O trabalho de Jones com Michael Jackson foi histórico, embora a gravadora de Jackson inicialmente achasse que Jones era muito jazzístico para ser seu produtor. Começaram em 1979 com Off the Wall, depois que o cantor se separou de seus irmãos do Jackson 5 e montou uma mistura de faixas dançantes e baladas. O álbum apresentou quatro músicas que se tornaram os 10 maiores sucessos.
Sua colaboração em 1982 – Thriller – tornou-se um marco cultural da década de 1980. Jones e Michael Jackson queriam ampliar a base de fãs do cantor e, por isso, acrescentaram elementos de rock, fazendo com que o guitarrista Eddie Van Halen tocasse um solo explosivo em Beat It, que se tornou um dos maiores sucessos de Michael Jackson.
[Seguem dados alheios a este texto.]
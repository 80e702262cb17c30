use std::collections::BTreeMap;
use std::sync::Arc;

use crate::error::{StencilError, StencilResult};
use crate::expr::Expression;
use crate::reflect::{Reflect, Ty};

/// Override fills of one `Extend`, keyed by placeholder name.
pub type Overrides = BTreeMap<String, Statement>;

#[derive(Debug, Clone, PartialEq)]
pub enum Statement {
    /// A constant block of text.
    WriteLiteral(Arc<str>),
    /// Writes the value of an expression.
    WriteExpression(Expression),
    /// Children in document order. Does not open a model context.
    Block(Vec<Statement>),
    Conditional {
        condition: Expression,
        then: Box<Statement>,
        otherwise: Option<Box<Statement>>,
    },
    /// Runs `body` once per item with the item as the current model, or
    /// `empty` when there are none.
    Iterate {
        collection: Expression,
        body: Box<Statement>,
        empty: Option<Box<Statement>>,
    },
    /// Renders another template against the value of `model`.
    Include {
        template: String,
        model: Expression,
    },
    /// A named placeholder a descendant template may fill.
    Override {
        name: String,
        default: Option<Box<Statement>>,
        required: bool,
    },
    /// Inherits from `parent`, filling its placeholders.
    Extend {
        parent: String,
        overrides: Arc<Overrides>,
    },
}

impl Statement {
    pub fn literal<T: Into<Arc<str>>>(text: T) -> Self {
        Self::WriteLiteral(text.into())
    }

    pub fn write<E: Into<Expression>>(expression: E) -> Self {
        Self::WriteExpression(expression.into())
    }

    pub fn block<I: IntoIterator<Item = Self>>(children: I) -> Self {
        Self::Block(children.into_iter().collect())
    }

    pub fn conditional<E: Into<Expression>>(
        condition: E,
        then: Self,
        otherwise: Option<Self>,
    ) -> Self {
        Self::Conditional {
            condition: condition.into(),
            then: Box::new(then),
            otherwise: otherwise.map(Box::new),
        }
    }

    pub fn iterate<E: Into<Expression>>(collection: E, body: Self) -> Self {
        Self::Iterate {
            collection: collection.into(),
            body: Box::new(body),
            empty: None,
        }
    }

    pub fn iterate_or_else<E: Into<Expression>>(collection: E, body: Self, empty: Self) -> Self {
        Self::Iterate {
            collection: collection.into(),
            body: Box::new(body),
            empty: Some(Box::new(empty)),
        }
    }

    pub fn include<N: Into<String>, E: Into<Expression>>(template: N, model: E) -> Self {
        Self::Include {
            template: template.into(),
            model: model.into(),
        }
    }

    pub fn required_override<N: Into<String>>(name: N) -> Self {
        Self::Override {
            name: name.into(),
            default: None,
            required: true,
        }
    }

    pub fn optional_override<N: Into<String>>(name: N) -> Self {
        Self::Override {
            name: name.into(),
            default: None,
            required: false,
        }
    }

    pub fn default_override<N: Into<String>>(name: N, default: Self) -> Self {
        Self::Override {
            name: name.into(),
            default: Some(Box::new(default)),
            required: false,
        }
    }

    /// Builds an `Extend` node.
    ///
    /// # Errors
    /// - If the same override name is supplied twice.
    pub fn extend<P, N, I>(parent: P, overrides: I) -> StencilResult<Self>
    where
        P: Into<String>,
        N: Into<String>,
        I: IntoIterator<Item = (N, Self)>,
    {
        let mut map = Overrides::new();
        for (name, content) in overrides {
            let name = name.into();
            if map.contains_key(&name) {
                return Err(StencilError::DuplicateOverride {
                    override_name: name,
                });
            }
            map.insert(name, content);
        }

        Ok(Self::Extend {
            parent: parent.into(),
            overrides: Arc::new(map),
        })
    }

    /// An `Extend` that fills nothing, leaving the parent's defaults in place.
    pub fn inherit<P: Into<String>>(parent: P) -> Self {
        Self::Extend {
            parent: parent.into(),
            overrides: Arc::new(Overrides::new()),
        }
    }

    /// Whether an `Extend` or `Override` node is reachable without crossing
    /// an include.
    pub fn has_composition_nodes(&self) -> bool {
        match self {
            Self::Override { .. } | Self::Extend { .. } => true,
            Self::WriteLiteral(_) | Self::WriteExpression(_) | Self::Include { .. } => false,
            Self::Block(children) => children.iter().any(Self::has_composition_nodes),
            Self::Conditional {
                then, otherwise, ..
            } => {
                then.has_composition_nodes()
                    || otherwise.as_deref().is_some_and(Self::has_composition_nodes)
            }
            Self::Iterate { body, empty, .. } => {
                body.has_composition_nodes()
                    || empty.as_deref().is_some_and(Self::has_composition_nodes)
            }
        }
    }

    /// Short description used in diagnostics.
    pub(crate) fn describe(&self) -> String {
        match self {
            Self::WriteLiteral(_) => "literal".to_string(),
            Self::WriteExpression(expression) => format!("write of '{}'", expression),
            Self::Block(_) => "block".to_string(),
            Self::Conditional { condition, .. } => format!("conditional on '{}'", condition),
            Self::Iterate { collection, .. } => format!("iteration over '{}'", collection),
            Self::Include { template, .. } => format!("include of '{}'", template),
            Self::Override { name, .. } => format!("override '{}'", name),
            Self::Extend { parent, .. } => format!("extend of '{}'", parent),
        }
    }
}

/// The top-level statement tree of one template, bound to a model type.
#[derive(Debug, Clone, PartialEq)]
pub struct TemplateRoot {
    name: Option<String>,
    model: Ty,
    body: Statement,
}

impl TemplateRoot {
    pub fn new<M: Reflect>(nodes: impl IntoIterator<Item = Statement>) -> Self {
        Self::from_statement::<M>(Statement::block(nodes))
    }

    pub fn from_statement<M: Reflect>(body: Statement) -> Self {
        Self {
            name: None,
            model: M::ty(),
            body,
        }
    }

    #[must_use]
    pub fn named<N: Into<String>>(mut self, name: N) -> Self {
        self.name = Some(name.into());
        self
    }

    pub fn name(&self) -> Option<&str> {
        self.name.as_deref()
    }

    pub const fn model(&self) -> &Ty {
        &self.model
    }

    pub const fn body(&self) -> &Statement {
        &self.body
    }

    pub(crate) fn with_body(&self, body: Statement) -> Self {
        Self {
            name: self.name.clone(),
            model: self.model.clone(),
            body,
        }
    }
}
Complementado por vídeos deslumbrantes que apresentavam a dança hipnotizante do cantor no momento em que a MTV estava amadurecendo, Thriller transformou o artista em uma das maiores estrelas do mundo.
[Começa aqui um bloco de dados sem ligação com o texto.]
//! Typed member-access expressions, resolved against a model's [`Shape`]
//! when they are built.
//!
//! [`Shape`]: crate::reflect::Shape

use crate::error::{StencilError, StencilResult};
use crate::reflect::{Member, MemberKind, Model, ModelTy, Reflect, Ty};

/// Where evaluation of a top-level expression starts.
#[cfg_attr(feature = "serde", derive(serde::Serialize, serde::Deserialize))]
#[derive(Debug, Copy, Clone, PartialEq, Eq, Hash, Default)]
pub enum Scope {
    /// The innermost model context, e.g. the current item of an iteration.
    #[default]
    CurrentModel,
    /// The model the render routine was invoked with.
    RootModel,
}

/// A member resolved against the model type that declares it.
#[derive(Debug, Clone, PartialEq)]
pub struct Access {
    model: ModelTy,
    member: Member,
}

impl Access {
    pub const fn model(&self) -> ModelTy {
        self.model
    }

    pub const fn member(&self) -> &Member {
        &self.member
    }
}

/// A fully type-resolved path expression.
#[derive(Debug, Clone, PartialEq)]
pub enum Expr {
    Property(Access),
    Field(Access),
    Function(Access),
    /// Evaluates `outer` against the current model, then `inner` against its result.
    SubModel { outer: Box<Expr>, inner: Box<Expr> },
    /// The model itself.
    This(Ty),
    /// True iff the collection produced by the inner expression has items.
    HasItems(Box<Expr>),
}

impl Expr {
    pub fn property<M: Model>(name: &str) -> StencilResult<Self> {
        access::<M>(name, Some(MemberKind::Property)).map(Self::Property)
    }

    pub fn field<M: Model>(name: &str) -> StencilResult<Self> {
        access::<M>(name, Some(MemberKind::Field)).map(Self::Field)
    }

    pub fn function<M: Model>(name: &str) -> StencilResult<Self> {
        access::<M>(name, Some(MemberKind::Function)).map(Self::Function)
    }

    /// Resolves `name` to whichever kind of member `M` declares under it.
    pub fn member<M: Model>(name: &str) -> StencilResult<Self> {
        let access = access::<M>(name, None)?;
        Ok(match access.member.kind() {
            MemberKind::Property => Self::Property(access),
            MemberKind::Field => Self::Field(access),
            MemberKind::Function => Self::Function(access),
        })
    }

    pub fn this<R: Reflect>() -> Self {
        Self::This(R::ty())
    }

    pub fn sub_model(outer: Self, inner: Self) -> StencilResult<Self> {
        let produced = outer.result_ty();
        let expected = inner.model_ty();
        if produced != expected {
            return Err(StencilError::SubModelMismatch {
                expected: expected.to_string(),
                found: produced.to_string(),
            });
        }
        Ok(Self::SubModel {
            outer: Box::new(outer),
            inner: Box::new(inner),
        })
    }

    pub fn has_items(collection: Self) -> StencilResult<Self> {
        let ty = collection.result_ty();
        if ty.element().is_none() {
            return Err(StencilError::NotACollection {
                expression: collection.to_string(),
                ty: ty.to_string(),
            });
        }
        Ok(Self::HasItems(Box::new(collection)))
    }

    /// Folds `a, b, c` into `a.(b.c)`, checking every link.
    pub fn chain<I: IntoIterator<Item = Self>>(parts: I) -> StencilResult<Option<Self>> {
        let mut parts: Vec<Self> = parts.into_iter().collect();
        let Some(mut chain) = parts.pop() else {
            return Ok(None);
        };
        while let Some(outer) = parts.pop() {
            chain = Self::sub_model(outer, chain)?;
        }
        Ok(Some(chain))
    }

    /// The type this expression must be evaluated against.
    pub fn model_ty(&self) -> Ty {
        match self {
            Self::Property(access) | Self::Field(access) | Self::Function(access) => {
                Ty::Model(access.model)
            }
            Self::SubModel { outer, .. } => outer.model_ty(),
            Self::This(ty) => ty.clone(),
            Self::HasItems(collection) => collection.model_ty(),
        }
    }

    pub fn result_ty(&self) -> Ty {
        match self {
            Self::Property(access) | Self::Field(access) | Self::Function(access) => {
                access.member.ty().clone()
            }
            Self::SubModel { inner, .. } => inner.result_ty(),
            Self::This(ty) => ty.clone(),
            Self::HasItems(_) => Ty::Bool,
        }
    }
}

fn access<M: Model>(name: &str, kind: Option<MemberKind>) -> StencilResult<Access> {
    let shape = M::shape();
    let member = shape
        .member(name)
        .ok_or_else(|| StencilError::UnknownMember {
            model: shape.model().to_string(),
            member: name.to_string(),
        })?;

    if let Some(expected) = kind {
        if member.kind() != expected {
            return Err(StencilError::MemberKind {
                model: shape.model().to_string(),
                member: name.to_string(),
                expected,
                found: member.kind(),
            });
        }
    }

    Ok(Access {
        model: shape.model(),
        member: member.clone(),
    })
}

impl std::fmt::Display for Expr {
    fn fmt(&self, f: &mut std::fmt::Formatter<'_>) -> std::fmt::Result {
        match self {
            Self::Property(access) | Self::Field(access) => f.write_str(access.member.name()),
            Self::Function(access) => write!(f, "{}()", access.member.name()),
            Self::SubModel { outer, inner } => write!(f, "{}.{}", outer, inner),
            Self::This(_) => f.write_str("this"),
            Self::HasItems(collection) => write!(f, "has_items({})", collection),
        }
    }
}

/// A top-level expression tagged with the scope it starts from.
///
/// Only the outermost node carries a scope; the nodes of a sub-model chain
/// are always evaluated against the value their predecessor produced.
#[derive(Debug, Clone, PartialEq)]
pub struct Expression {
    scope: Scope,
    expr: Expr,
}

impl Expression {
    pub const fn new(scope: Scope, expr: Expr) -> Self {
        Self { scope, expr }
    }

    pub const fn current(expr: Expr) -> Self {
        Self::new(Scope::CurrentModel, expr)
    }

    pub const fn root(expr: Expr) -> Self {
        Self::new(Scope::RootModel, expr)
    }

    pub const fn scope(&self) -> Scope {
        self.scope
    }

    pub const fn expr(&self) -> &Expr {
        &self.expr
    }
}

impl From<Expr> for Expression {
    fn from(expr: Expr) -> Self {
        Self::current(expr)
    }
}

impl std::fmt::Display for Expression {
    fn fmt(&self, f: &mut std::fmt::Formatter<'_>) -> std::fmt::Result {
        match self.scope {
            Scope::CurrentModel => write!(f, "{}", self.expr),
            Scope::RootModel => write!(f, "@root.{}", self.expr),
        }
    }
}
Sucessos como Beat It, Billie Jean e a música título fizeram de Thriller o álbum mais vendido de todos os tempos. O álbum ganhou três Grammys para Jones e sete para Michael Jackson.
Depois disso, em 1987, lançaram Bad, que teve cinco sucessos número 1, incluindo Smooth Criminal e Man in the Mirror.
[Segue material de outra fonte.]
pub mod autoplay;
pub mod config;
pub mod controller;
pub mod debounce;
pub mod edge;
pub mod engine;
pub mod error;
pub mod geometry;
pub mod host;
pub mod layout;
pub mod sim;

pub use config::{AppConfig, EasingType, ScrollConfig, SliderConfig};
pub use controller::{Direction, ScrollCommand};
pub use engine::{Binding, SliderEngine};
pub use error::{Error, Result};
pub use geometry::{EdgeState, ScrollGeometry};
pub use host::{
    ContainerElements, Control, ControlId, ControlSet, DotControl, ElementLocator, EventSource,
    HostEvent, InnerRegion, ScrollBehavior, Slide, SlideStyle, Viewport,
};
Em 1985, Jones, Michael Jackson e o cantor Lionel Richie organizaram We Are the World, um disco para arrecadar dinheiro para combater a fome na Etiópia. O enorme coro de estrelas contou com a participação de Ray Charles, Bob Dylan, Diana Ross, Bruce Springsteen e Smokey Robinson. Jones deu o tom da sessão de gravação com um cartaz que dizia: “Deixe seu ego na porta”.
Michael Jackson morreu em 2009, e Jones posteriormente processou o espólio do cantor, alegando que foi “enganado em muito dinheiro” em royalties. Em julho de 2017, um júri de Los Angeles concedeu a Jones 9,4 milhões de dólares.
Jones criou sua própria gravadora, a Qwest, bem como a Vibe, uma revista que cobria o mundo do hip-hop, e teve várias fundações e projetos humanitários.
Ele continuou lançando novos projetos bem depois da idade tradicional de aposentadoria. Em 2018, Jones, com 84 anos, disse à revista GQ: “Nunca estive tão ocupado em minha vida”.
Jones foi casado três vezes. Sua primeira esposa foi Jeri Caldwell, sua namorada do ensino médio, com quem teve uma filha; sua segunda esposa foi a modelo sueca Ulla Andersson, com quem teve dois filhos, incluindo Quincy 3º, que se tornou produtor de hip-hop.
Sua terceira esposa foi a atriz de Mod Squad, Peggy Lipton, com quem teve duas filhas, incluindo a atriz Rashida Jones. Ele teve outros dois filhos fora de seus casamentos, incluindo um com a atriz Nastassja Kinski.